Transcribed by Iain Dalton.
Marked up by Einde O’Callaghan for the Encyclopaedia of Trotskyism On-Line (ETOL).
NOVEMBER 22 marked the centenary of the birth of A.J. Cook. The occasion was remembered by miners throughout Britain and the world because of the enormously important role he played in the struggle to establish trade unionism amongst miners.
The battles Cook led and fought in the 1920s contain important lessons for trade unionists today and that is why we should carefully study his life and work.
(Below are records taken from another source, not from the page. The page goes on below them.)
use std::error::Error;
use std::ffi::CString;
use std::fmt;
use std::ptr::{null, null_mut};

use libc::{c_char, c_int, pid_t, STDIN_FILENO, STDOUT_FILENO};

use crate::fd::{errno, errno_message, Pipe};
use crate::parser::{self, ParseError};

#[derive(Debug)]
pub(crate) enum ExecutionError {
    Syscall(c_int),
    Pipeline(ParseError),
}

impl fmt::Display for ExecutionError {
    fn fmt(&self, f: &mut fmt::Formatter<'_>) -> fmt::Result {
        match self {
            ExecutionError::Syscall(error_num) => write!(f, "{}", errno_message(*error_num)),
            ExecutionError::Pipeline(err) => write!(f, "{}", err),
        }
    }
}

impl Error for ExecutionError {}

/// Reaps one child, riding out interrupts delivered to the parent while it
/// blocks.
fn wait_child(pid: pid_t) {
    loop {
        match unsafe { libc::waitpid(pid, null_mut(), 0) } {
            -1 if errno() == libc::EINTR => continue,
            _ => break,
        }
    }
}

/// Replaces the current process image with `argv[0]`, resolved through
/// PATH. Only ever returns when the exec itself failed.
fn exec_program(argv: &[String]) -> ExecutionError {
    let args = match argv
        .iter()
        .map(|arg| CString::new(arg.as_str()))
        .collect::<Result<Vec<_>, _>>()
    {
        Ok(args) => args,
        Err(_) => return ExecutionError::Syscall(libc::EINVAL),
    };

    let mut arg_ptrs: Vec<*const c_char> = args.iter().map(|arg| arg.as_ptr()).collect();
    arg_ptrs.push(null());

    unsafe { libc::execvp(arg_ptrs[0], arg_ptrs.as_ptr()) };
    ExecutionError::Syscall(errno())
}

/// Runs one possibly-redirected command as a foreground child and blocks
/// until it exits. Redirections are parsed and applied in the child, so a
/// failed parse never disturbs the interpreter's own streams.
pub(crate) fn run_command(tokens: Vec<String>) -> Result<(), ExecutionError> {
    match unsafe { libc::fork() } {
        -1 => Err(ExecutionError::Syscall(errno())),
        0 => match parser::parse(tokens) {
            Ok(argv) => {
                let err = exec_program(&argv);
                eprintln!("{}: {}", argv[0], err);
                unsafe { libc::_exit(127) }
            }
            Err(err) => {
                eprintln!("{}", err);
                unsafe { libc::_exit(1) }
            }
        },
        pid => {
            wait_child(pid);
            Ok(())
        }
    }
}

/// Runs `left | right`: one anonymous pipe, two children, each rebinding
/// its end and closing both before exec. The parent drops its copies of
/// both ends before waiting, otherwise the reader never sees end-of-stream.
pub(crate) fn run_pipeline(line: &str) -> Result<(), ExecutionError> {
    let (left, right) = parser::split_pipeline(line).map_err(ExecutionError::Pipeline)?;

    let pipe = Pipe::new().map_err(ExecutionError::Syscall)?;

    let first = match unsafe { libc::fork() } {
        -1 => return Err(ExecutionError::Syscall(errno())),
        0 => {
            if let Err(error_num) = pipe.write.dup_to(STDOUT_FILENO) {
                eprintln!("{}", errno_message(error_num));
                unsafe { libc::_exit(1) }
            }
            drop(pipe);
            let err = exec_program(&left);
            eprintln!("{}: {}", left[0], err);
            unsafe { libc::_exit(127) }
        }
        pid => pid,
    };

    let second = match unsafe { libc::fork() } {
        -1 => {
            // the half-built pipeline still has to be torn down
            let error_num = errno();
            drop(pipe);
            wait_child(first);
            return Err(ExecutionError::Syscall(error_num));
        }
        0 => {
            if let Err(error_num) = pipe.read.dup_to(STDIN_FILENO) {
                eprintln!("{}", errno_message(error_num));
                unsafe { libc::_exit(1) }
            }
            drop(pipe);
            let err = exec_program(&right);
            eprintln!("{}: {}", right[0], err);
            unsafe { libc::_exit(127) }
        }
        pid => pid,
    };

    drop(pipe);
    wait_child(first);
    wait_child(second);

    Ok(())
}
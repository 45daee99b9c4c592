use std::error::Error;
use std::ffi::CString;
use std::fmt;

use libc::{
    c_int, mode_t, O_APPEND, O_CREAT, O_RDONLY, O_TRUNC, O_WRONLY, STDERR_FILENO, STDIN_FILENO,
    STDOUT_FILENO,
};

use crate::fd::{errno_message, Fd};

/// How a standard stream should be rebound to a file.
#[derive(Debug, Clone, Copy, PartialEq)]
pub(crate) enum Redirection {
    Input,
    OutputTruncate,
    OutputAppend,
    ErrorTruncate,
    CombinedTruncate,
}

#[derive(Debug, PartialEq)]
pub(crate) enum RedirectError {
    Open(c_int),
    Rebind(c_int),
    BadFilename,
}

impl fmt::Display for RedirectError {
    fn fmt(&self, f: &mut fmt::Formatter<'_>) -> fmt::Result {
        match self {
            RedirectError::Open(error_num) => {
                write!(f, "cannot open file: {}", errno_message(*error_num))
            }
            RedirectError::Rebind(error_num) => {
                write!(f, "cannot rebind stream: {}", errno_message(*error_num))
            }
            RedirectError::BadFilename => write!(f, "filename contains a nul byte"),
        }
    }
}

impl Error for RedirectError {}

const CREATE_MODE: mode_t = 0o644;

impl Redirection {
    fn open_flags(self) -> c_int {
        match self {
            Redirection::Input => O_RDONLY,
            Redirection::OutputAppend => O_WRONLY | O_CREAT | O_APPEND,
            Redirection::OutputTruncate
            | Redirection::ErrorTruncate
            | Redirection::CombinedTruncate => O_WRONLY | O_CREAT | O_TRUNC,
        }
    }

    fn targets(self) -> (c_int, Option<c_int>) {
        match self {
            Redirection::Input => (STDIN_FILENO, None),
            Redirection::OutputTruncate | Redirection::OutputAppend => (STDOUT_FILENO, None),
            Redirection::ErrorTruncate => (STDERR_FILENO, None),
            Redirection::CombinedTruncate => (STDOUT_FILENO, Some(STDERR_FILENO)),
        }
    }
}

/// Opens `filename` per the operator and rebinds the target stream(s) to it
/// in the current process, affecting everything executed afterwards,
/// including an exec'd program. The opened descriptor is released before
/// returning.
pub(crate) fn apply(filename: &str, op: Redirection) -> Result<(), RedirectError> {
    let path = CString::new(filename).map_err(|_| RedirectError::BadFilename)?;
    let fd = Fd::open(&path, op.open_flags(), CREATE_MODE).map_err(RedirectError::Open)?;

    let (first, second) = op.targets();
    fd.dup_to(first).map_err(RedirectError::Rebind)?;
    if let Some(target) = second {
        fd.dup_to(target).map_err(RedirectError::Rebind)?;
    }

    Ok(())
}
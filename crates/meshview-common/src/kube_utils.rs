//! Shared Kubernetes helpers using kube-rs

use kube::discovery::ApiResource;
use serde_json::Value;

/// Split an apiVersion into (group, version); core types have an empty group
pub fn parse_api_version(api_version: &str) -> (String, String) {
    match api_version.split_once('/') {
        Some((group, version)) => (group.to_string(), version.to_string()),
        None => (String::new(), api_version.to_string()),
    }
}

/// Build an ApiResource from a known apiVersion, kind and plural
///
/// Istio and Mixer kinds do not follow English pluralization (e.g.
/// `prometheus` → `prometheuses`), so the plural is always passed in
/// rather than derived.
pub fn build_api_resource(api_version: &str, kind: &str, plural: &str) -> ApiResource {
    let (group, version) = parse_api_version(api_version);
    ApiResource {
        group,
        version,
        kind: kind.to_string(),
        api_version: api_version.to_string(),
        plural: plural.to_string(),
    }
}

/// Recursively drop `null` members from every JSON object in `value`
///
/// Array elements that are `null` are kept; only object members are removed,
/// so positional meaning inside arrays is preserved.
pub fn remove_null_values(value: &mut Value) {
    match value {
        Value::Object(map) => {
            map.retain(|_, v| !v.is_null());
            for v in map.values_mut() {
                remove_null_values(v);
            }
        }
        Value::Array(items) => {
            for item in items.iter_mut() {
                remove_null_values(item);
            }
        }
        _ => {}
    }
}

#[cfg(test)]
mod tests {
    use serde_json::json;

    use super::*;

    #[test]
    fn parse_api_version_splits_group() {
        assert_eq!(
            parse_api_version("networking.istio.io/v1alpha3"),
            ("networking.istio.io".to_string(), "v1alpha3".to_string())
        );
        assert_eq!(
            parse_api_version("v1"),
            (String::new(), "v1".to_string())
        );
    }

    #[test]
    fn build_api_resource_uses_given_plural() {
        let ar = build_api_resource("config.istio.io/v1alpha2", "prometheus", "prometheuses");
        assert_eq!(ar.group, "config.istio.io");
        assert_eq!(ar.version, "v1alpha2");
        assert_eq!(ar.plural, "prometheuses");
        assert_eq!(ar.api_version, "config.istio.io/v1alpha2");
    }

    #[test]
    fn remove_null_values_is_recursive() {
        let mut body = json!({
            "metadata": { "name": "reviews", "labels": null },
            "spec": {
                "hosts": ["reviews", null],
                "http": [{ "route": null, "timeout": "2s" }]
            },
            "status": null
        });

        remove_null_values(&mut body);

        assert_eq!(
            body,
            json!({
                "metadata": { "name": "reviews" },
                "spec": {
                    "hosts": ["reviews", null],
                    "http": [{ "timeout": "2s" }]
                }
            })
        );
    }
}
The main influence on Cook’s thinking was that of syndicalism. As a philosophy syndicalism is characterised by both strengths and weaknesses. It argues, and this is its fatal weakness, that the struggle for socialism is essentially an industrial struggle, which begins and ends on the shop floor. Marxism, on the other hand accepts the importance of industrial struggle, but also argues that on their own industrial struggles are insufficient to bring about socialism. Shop floor battles need to be generalised into political struggles linked to the perspective of achieving power for the working class.
Syndicalism’s strength in the early twentieth century lay in its progressive role in breaking down parochial attitudes amongst workers and in fighting to organise strong industrial unions, particularly among semi-skilled and unskilled workers.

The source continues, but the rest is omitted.